For applications that need explicit control over event loops, or very high performance applications, you should continue to use EventLoopFutures until custom executors are implemented. For everyone else, you should use async/await as the benefits or readability and maintainability far outweigh any small performance penalty

Vapor: Basics → Async

It would be good to try out Vapor as a catch-up for Concurrency.
Also, if you’re using Concurrency for iOS app development, you can use that knowledge directly.

Scheduling

I used Vapor’s Queues for scheduling. Currently, the officially supported driver is QueuesRedisDriver.

You can create a ScheduledJob or an AsyncScheduledJob compliant one and register it to schedule jobs.

As you can see from the name, AsyncScheduledJob supports the Concurrency feature.

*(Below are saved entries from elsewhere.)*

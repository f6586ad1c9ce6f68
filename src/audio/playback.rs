//! # Playback Track (Outbound Pacer)
//!
//! Synthesized speech arrives from the AI pipeline in bursts: sometimes several chunks at once,
//! sometimes nothing for seconds. The peer connection, on the other hand, needs one frame every
//! `frame_duration_ms`, forever. The playback track reconciles the two:
//!
//! - `send()` never blocks the producer; a full queue drops its *oldest* chunk
//! - `play()` splits a long clip into frames and waits for room instead of evicting its own start
//! - `recv_frame()` paces emission on wall-clock time and fills gaps with silence
//! - `stop()` drains everything and makes further reads fail with [`PlaybackError::Stopped`]

use crate::audio::processor::{samples_to_pcm_bytes, silence};
use crate::config::PlaybackConfig;
use std::collections::VecDeque;
use std::fmt;
use std::io::Cursor;
use std::sync::atomic::{AtomicBool, AtomicU64, Ordering};
use std::sync::{Mutex, MutexGuard};
use std::time::Duration;
use tokio::sync::Notify;
use tokio::time::Instant;
use tracing::{debug, warn};

/// Mimetype of pipeline parts that carry playable audio.
pub const AUDIO_WAV_MIMETYPE: &str = "audio/wav";

/// Terminal condition of a stopped track.
#[derive(Debug, Clone, Copy, PartialEq, Eq)]
pub enum PlaybackError {
    Stopped,
}

impl fmt::Display for PlaybackError {
    fn fmt(&self, f: &mut fmt::Formatter<'_>) -> fmt::Result {
        match self {
            PlaybackError::Stopped => write!(f, "Playback track is stopped"),
        }
    }
}

impl std::error::Error for PlaybackError {}

/// One frame handed to the peer transport.
#[derive(Debug, Clone, PartialEq, Eq)]
pub struct AudioFrame {
    pub data: Vec<u8>,
    /// Sample offset since the track emitted its first frame
    pub pts: u64,
    pub sample_rate: u32,
    /// True when no real audio was queued and the frame was synthesized
    pub silence: bool,
}

/// Bounded FIFO of outbound chunks, capacity counted in chunks.
#[derive(Debug)]
pub struct PlaybackQueue {
    items: Mutex<VecDeque<Vec<u8>>>,
    capacity: usize,
    notify: Notify,
    dropped: AtomicU64,
}

impl PlaybackQueue {
    pub fn new(capacity: usize) -> Self {
        Self {
            items: Mutex::new(VecDeque::with_capacity(capacity)),
            capacity,
            notify: Notify::new(),
            dropped: AtomicU64::new(0),
        }
    }

    fn lock(&self) -> MutexGuard<'_, VecDeque<Vec<u8>>> {
        self.items.lock().unwrap_or_else(|poisoned| poisoned.into_inner())
    }

    /// Enqueue without waiting. Returns the evicted chunk, if the queue was full.
    pub fn push(&self, chunk: Vec<u8>) -> Option<Vec<u8>> {
        let evicted = {
            let mut items = self.lock();
            let evicted = if items.len() >= self.capacity {
                items.pop_front()
            } else {
                None
            };
            items.push_back(chunk);
            evicted
        };
        if evicted.is_some() {
            self.dropped.fetch_add(1, Ordering::Relaxed);
        }
        self.notify.notify_one();
        evicted
    }

    pub fn try_pop(&self) -> Option<Vec<u8>> {
        self.lock().pop_front()
    }

    /// Wait until a chunk is available.
    async fn pop(&self) -> Vec<u8> {
        loop {
            let notified = self.notify.notified();
            if let Some(chunk) = self.try_pop() {
                return chunk;
            }
            notified.await;
        }
    }

    /// Remove everything. Returns how many chunks were discarded.
    pub fn drain(&self) -> usize {
        let mut items = self.lock();
        let count = items.len();
        items.clear();
        count
    }

    pub fn len(&self) -> usize {
        self.lock().len()
    }

    pub fn capacity(&self) -> usize {
        self.capacity
    }

    pub fn dropped_chunks(&self) -> u64 {
        self.dropped.load(Ordering::Relaxed)
    }
}

#[derive(Debug, Default)]
struct PacerClock {
    last_frame_time: Option<Instant>,
    samples_emitted: u64,
}

/// Real-time pacer in front of a [`PlaybackQueue`].
#[derive(Debug)]
pub struct PlaybackTrack {
    queue: PlaybackQueue,
    sample_rate: u32,
    frame_duration: Duration,
    recv_timeout: Duration,
    clock: tokio::sync::Mutex<PacerClock>,
    active: AtomicBool,
    stop_notify: Notify,
}

impl PlaybackTrack {
    pub fn new(config: &PlaybackConfig) -> Self {
        Self::with_settings(
            config.playback_queue_capacity,
            config.sample_rate,
            config.frame_duration(),
            config.recv_timeout(),
        )
    }

    pub fn with_settings(capacity: usize, sample_rate: u32, frame_duration: Duration, recv_timeout: Duration) -> Self {
        Self {
            queue: PlaybackQueue::new(capacity),
            sample_rate,
            frame_duration,
            recv_timeout,
            clock: tokio::sync::Mutex::new(PacerClock::default()),
            active: AtomicBool::new(true),
            stop_notify: Notify::new(),
        }
    }

    /// Queue a chunk for playback without ever blocking the caller.
    ///
    /// ## Returns:
    /// - `false` if the track is stopped
    /// - `true` otherwise, even if the oldest queued chunk had to be dropped to make room
    pub fn send(&self, chunk: Vec<u8>) -> bool {
        if !self.is_active() {
            return false;
        }
        if chunk.is_empty() {
            return true;
        }
        if let Some(evicted) = self.queue.push(chunk) {
            warn!(
                evicted_bytes = evicted.len(),
                capacity = self.queue.capacity(),
                "Playback queue full, dropped oldest chunk"
            );
        }
        true
    }

    /// Queue a whole clip one frame at a time, waiting whenever the queue is full.
    ///
    /// Returns `false` if the track stopped before the clip was fully queued.
    pub async fn play(&self, pcm: &[u8]) -> bool {
        let frame_bytes = (silence(self.sample_rate, self.frame_duration).len()).max(2);
        for frame in pcm.chunks(frame_bytes) {
            while self.is_active() && self.queue.len() >= self.queue.capacity() {
                tokio::time::sleep(self.frame_duration).await;
            }
            if !self.send(frame.to_vec()) {
                return false;
            }
        }
        true
    }

    /// Produce the next frame for the transport.
    ///
    /// ## Algorithm:
    /// 1. Wait up to `recv_timeout` for queued audio
    /// 2. If audio arrived, sleep whatever remains of the frame interval since the previous
    ///    emitted frame, so emission follows wall-clock cadence instead of queue-drain speed
    /// 3. If the wait timed out, return a silence frame of one frame duration
    pub async fn recv_frame(&self) -> Result<AudioFrame, PlaybackError> {
        if !self.is_active() {
            return Err(PlaybackError::Stopped);
        }

        // serializes concurrent readers so pacing stays monotonic
        let mut clock = self.clock.lock().await;

        let received = tokio::select! {
            biased;
            _ = self.stopped() => return Err(PlaybackError::Stopped),
            chunk = tokio::time::timeout(self.recv_timeout, self.queue.pop()) => chunk.ok(),
        };

        let (data, is_silence) = match received {
            Some(chunk) => {
                if let Some(last) = clock.last_frame_time {
                    let elapsed = last.elapsed();
                    if elapsed < self.frame_duration {
                        tokio::time::sleep(self.frame_duration - elapsed).await;
                    }
                }
                (chunk, false)
            }
            None => {
                debug!("Playback queue empty, emitting silence");
                (silence(self.sample_rate, self.frame_duration), true)
            }
        };

        clock.last_frame_time = Some(Instant::now());
        let pts = clock.samples_emitted;
        clock.samples_emitted += (data.len() / 2) as u64;

        Ok(AudioFrame {
            data,
            pts,
            sample_rate: self.sample_rate,
            silence: is_silence,
        })
    }

    /// Resolves once `stop()` has been called.
    async fn stopped(&self) {
        loop {
            let notified = self.stop_notify.notified();
            if !self.is_active() {
                return;
            }
            notified.await;
        }
    }

    /// Drain the queue and mark the track inactive. Idempotent.
    pub fn stop(&self) {
        if self.active.swap(false, Ordering::SeqCst) {
            let drained = self.queue.drain();
            debug!(drained_chunks = drained, "Playback track stopped");
        }
        self.stop_notify.notify_waiters();
    }

    pub fn is_active(&self) -> bool {
        self.active.load(Ordering::SeqCst)
    }

    pub fn len(&self) -> usize {
        self.queue.len()
    }

    pub fn dropped_chunks(&self) -> u64 {
        self.queue.dropped_chunks()
    }

    pub fn sample_rate(&self) -> u32 {
        self.sample_rate
    }
}

/// Turn an `audio/wav` pipeline payload into raw 16-bit PCM.
///
/// Payloads that start with a RIFF header are decoded; anything else is assumed to already be
/// raw PCM and is passed through.
// wav 1.0 marks its free read/write functions deprecated
#[allow(deprecated)]
pub fn decode_wav_payload(payload: Vec<u8>) -> Result<Vec<u8>, String> {
    if !payload.starts_with(b"RIFF") {
        return Ok(payload);
    }

    let mut reader = Cursor::new(payload);
    let (header, data) = wav::read(&mut reader).map_err(|e| format!("Invalid WAV payload: {}", e))?;
    if header.channel_count != 1 {
        return Err(format!("Expected mono WAV, got {} channels", header.channel_count));
    }

    match data {
        wav::BitDepth::Sixteen(samples) => Ok(samples_to_pcm_bytes(&samples)),
        wav::BitDepth::Empty => Ok(Vec::new()),
        _ => Err(format!("Unsupported WAV bit depth: {} bits", header.bits_per_sample)),
    }
}
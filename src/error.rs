//! # Error Handling
//!
//! Two families of errors live here:
//!
//! - **`AppError`**: failures of the HTTP surface (status, health, config endpoints). These are
//!   converted into JSON responses through actix-web's `ResponseError` trait.
//! - **`StreamError`**: failures inside the audio transport itself (ingestion, peer transport,
//!   AI pipeline). These never cross the transport boundary; they are classified, counted by
//!   the error budget, and logged.
//!
//! ## Key Rust Concepts:
//! - **enum**: each variant is one failure category, optionally carrying data
//! - **Display**: how an error reads when logged or sent to a client
//! - **From**: lets the `?` operator convert foreign errors automatically

use actix_web::{HttpResponse, ResponseError};
use chrono::{DateTime, Utc};
use serde::Serialize;
use serde_json::json;
use std::fmt;

/// Errors returned by HTTP handlers.
///
/// ## Error Categories:
/// - **Internal**: server-side problems (500)
/// - **BadRequest**: the client sent malformed data (400)
/// - **ConfigError**: configuration could not be loaded or merged (500)
/// - **ValidationError**: a value failed validation rules (400)
#[derive(Debug)]
pub enum AppError {
    Internal(String),
    BadRequest(String),
    ConfigError(String),
    ValidationError(String),
}

impl fmt::Display for AppError {
    fn fmt(&self, f: &mut fmt::Formatter<'_>) -> fmt::Result {
        match self {
            AppError::Internal(msg) => write!(f, "Internal error: {}", msg),
            AppError::BadRequest(msg) => write!(f, "Bad request: {}", msg),
            AppError::ConfigError(msg) => write!(f, "Configuration error: {}", msg),
            AppError::ValidationError(msg) => write!(f, "Validation error: {}", msg),
        }
    }
}

impl std::error::Error for AppError {}

/// Converts errors into JSON HTTP responses of the form
/// `{"error": {"type": ..., "message": ..., "timestamp": ...}}`.
impl ResponseError for AppError {
    fn error_response(&self) -> HttpResponse {
        use actix_web::http::StatusCode;

        let (status, error_type, message) = match self {
            AppError::Internal(msg) => (StatusCode::INTERNAL_SERVER_ERROR, "internal_error", msg),
            AppError::BadRequest(msg) => (StatusCode::BAD_REQUEST, "bad_request", msg),
            AppError::ConfigError(msg) => (StatusCode::INTERNAL_SERVER_ERROR, "config_error", msg),
            AppError::ValidationError(msg) => (StatusCode::BAD_REQUEST, "validation_error", msg),
        };

        HttpResponse::build(status).json(json!({
            "error": {
                "type": error_type,
                "message": message,
                "timestamp": Utc::now().to_rfc3339()
            }
        }))
    }
}

impl From<anyhow::Error> for AppError {
    fn from(err: anyhow::Error) -> Self {
        AppError::Internal(err.to_string())
    }
}

/// JSON parsing failures are almost always the client's fault.
impl From<serde_json::Error> for AppError {
    fn from(err: serde_json::Error) -> Self {
        AppError::BadRequest(format!("JSON parsing error: {}", err))
    }
}

impl From<config::ConfigError> for AppError {
    fn from(err: config::ConfigError) -> Self {
        AppError::ConfigError(err.to_string())
    }
}

/// Shorthand for handler results.
pub type AppResult<T> = Result<T, AppError>;

/// How bad a stream failure is.
#[derive(Debug, Clone, Copy, PartialEq, Eq, PartialOrd, Ord, Serialize)]
#[serde(rename_all = "lowercase")]
pub enum Severity {
    Low,
    Medium,
    High,
    Critical,
}

impl Severity {
    pub fn as_str(&self) -> &'static str {
        match self {
            Severity::Low => "low",
            Severity::Medium => "medium",
            Severity::High => "high",
            Severity::Critical => "critical",
        }
    }
}

/// Which stage of the transport failed.
///
/// The kind decides what happens once the retry budget is exhausted:
/// - `AudioProcessing`: the affected frame is dropped and streaming continues
/// - `Connection`: the connection is torn down
/// - `Pipeline`: the circuit breaker trips and degraded mode is engaged
#[derive(Debug, Clone, Copy, PartialEq, Eq, Serialize)]
#[serde(rename_all = "snake_case")]
pub enum StreamErrorKind {
    AudioProcessing,
    Connection,
    Pipeline,
}

impl fmt::Display for StreamErrorKind {
    fn fmt(&self, f: &mut fmt::Formatter<'_>) -> fmt::Result {
        let name = match self {
            StreamErrorKind::AudioProcessing => "audio processing",
            StreamErrorKind::Connection => "connection",
            StreamErrorKind::Pipeline => "pipeline",
        };
        f.write_str(name)
    }
}

/// A classified failure inside the audio transport.
#[derive(Debug, Clone)]
pub struct StreamError {
    pub kind: StreamErrorKind,
    pub message: String,
    pub severity: Severity,
    pub timestamp: DateTime<Utc>,
}

impl StreamError {
    pub fn new(kind: StreamErrorKind, message: impl Into<String>, severity: Severity) -> Self {
        Self {
            kind,
            message: message.into(),
            severity,
            timestamp: Utc::now(),
        }
    }

    /// Frame ingestion or decoding failed.
    pub fn audio(message: impl Into<String>) -> Self {
        Self::new(StreamErrorKind::AudioProcessing, message, Severity::Low)
    }

    /// The peer transport refused or dropped data.
    pub fn connection(message: impl Into<String>) -> Self {
        Self::new(StreamErrorKind::Connection, message, Severity::Medium)
    }

    /// An AI pipeline stage failed.
    pub fn pipeline(message: impl Into<String>) -> Self {
        Self::new(StreamErrorKind::Pipeline, message, Severity::High)
    }
}

impl fmt::Display for StreamError {
    fn fmt(&self, f: &mut fmt::Formatter<'_>) -> fmt::Result {
        write!(
            f,
            "{} error ({}): {}",
            self.kind,
            self.severity.as_str(),
            self.message
        )
    }
}

impl std::error::Error for StreamError {}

For example, this content generation and github update job is written as follows.

struct GenerateAppleDevNewsJob: AsyncScheduledJob {
init() {}

func run(context: QueueContext) async throws {
let client = context.application.client
let content = try await generateMdContent(client: client)
try await updateGitHub(client: client, content: content.content)
}
.
.
.

In the configure (where the app configuration process is written)

let generateAppleDevNews = GenerateAppleDevNewsJob()
app.queues.schedule(generateAppleDevNews)
.weekly()
.on(.sunday)
.at(.noon)
try app.queues.startScheduledJobs()

Getting data by RSS

It was troublesome to parse RSS responses, so I used RSS to JSON Converter online to convert the responses into JSON and used it.

Scraping

Some of the data was not provided as RSS, so I scraped some of them.

I used SwiftSoup as an HTML parser. It is an HTML parser made in Swift, supports Swift Package Manager, and has about 3K stars. In this case, I used it simply to retrieve specific content from a specific page, but it was intuitive and convenient to use.

Conclusion

I thought it would be fun to try it out and I hope to make something in the future.

I hope this will be of some help to you.